To do: Every record must be copied exactly.

____

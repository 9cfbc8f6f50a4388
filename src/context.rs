use crate::error::{Error, Result};
use std::sync::Arc;
use std::sync::atomic::{AtomicBool, Ordering};

/// Per-call context carrying an optional cancellation signal.
///
/// Store and engine entry points check the context before expensive steps
/// (template expansion, index scans, commit). Once a transaction has
/// committed, cancelling has no effect on it.
#[derive(Debug, Clone, Default)]
pub struct Context {
    cancelled: Option<Arc<AtomicBool>>,
}

/// Handle that cancels every [`Context`] cloned from its pair.
#[derive(Debug, Clone)]
pub struct CancelHandle {
    flag: Arc<AtomicBool>,
}

impl Context {
    /// Context that can never be cancelled.
    pub fn background() -> Self {
        Self::default()
    }

    /// Creates a cancellable context and its handle.
    pub fn cancellable() -> (Self, CancelHandle) {
        let flag = Arc::new(AtomicBool::new(false));
        (
            Self {
                cancelled: Some(Arc::clone(&flag)),
            },
            CancelHandle { flag },
        )
    }

    /// Returns whether cancellation was requested.
    pub fn is_cancelled(&self) -> bool {
        self.cancelled
            .as_ref()
            .is_some_and(|flag| flag.load(Ordering::Acquire))
    }

    /// Fails with [`Error::Cancelled`] once cancellation was requested.
    pub fn check(&self) -> Result<()> {
        if self.is_cancelled() {
            return Err(Error::Cancelled);
        }
        Ok(())
    }
}

impl CancelHandle {
    /// Requests cancellation.
    pub fn cancel(&self) {
        self.flag.store(true, Ordering::Release);
    }
}

#[cfg(test)]
mod tests {
    use super::*;

    #[test]
    fn background_context_is_never_cancelled() {
        assert!(Context::background().check().is_ok());
    }

    #[test]
    fn cancel_should_reach_cloned_contexts() {
        let (ctx, handle) = Context::cancellable();
        let cloned = ctx.clone();
        assert!(cloned.check().is_ok());

        handle.cancel();

        assert!(matches!(ctx.check(), Err(Error::Cancelled)));
        assert!(cloned.is_cancelled());
    }
}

____

Task output:
repository 9cfbc8f6f50a4388
filename src/context.rs
use crate::error::{Error, Result};
use std::sync::Arc;
use std::sync::atomic::{AtomicBool, Ordering};

/// Per-call context carrying an optional cancellation signal.
///
/// Store and engine entry points check the context before expensive steps
/// (template expansion, index scans, commit). Once a transaction has
/// committed, cancelling has no effect on it.
#[derive(Debug, Clone, Default)]
pub struct Context {
    cancelled: Option<Arc<AtomicBool>>,
}

/// Handle that cancels every [`Context`] cloned from its pair.
#[derive(Debug, Clone)]
pub struct CancelHandle {
    flag: Arc<AtomicBool>,
}

impl Context {
    /// Context that can never be cancelled.
    pub fn background() -> Self {
        Self::default()
    }

    /// Creates a cancellable context and its handle.
    pub fn cancellable() -> (Self, CancelHandle) {
        let flag = Arc::new(AtomicBool::new(false));
        (
            Self {
                cancelled: Some(Arc::clone(&flag)),
            },
            CancelHandle { flag },
        )
    }

    /// Returns whether cancellation was requested.
    pub fn is_cancelled(&self) -> bool {
        self.cancelled
            .as_ref()
            .is_some_and(|flag| flag.load(Ordering::Acquire))
    }

    /// Fails with [`Error::Cancelled`] once cancellation was requested.
    pub fn check(&self) -> Result<()> {
        if self.is_cancelled() {
            return Err(Error::Cancelled);
        }
        Ok(())
    }
}

impl CancelHandle {
    /// Requests cancellation.
    pub fn cancel(&self) {
        self.flag.store(true, Ordering::Release);
    }
}

#[cfg(test)]
mod tests {
    use super::*;

    #[test]
    fn background_context_is_never_cancelled() {
        assert!(Context::background().check().is_ok());
    }

    #[test]
    fn cancel_should_reach_cloned_contexts() {
        let (ctx, handle) = Context::cancellable();
        let cloned = ctx.clone();
        assert!(cloned.check().is_ok());

        handle.cancel();

        assert!(matches!(ctx.check(), Err(Error::Cancelled)));
        assert!(cloned.is_cancelled());
    }
}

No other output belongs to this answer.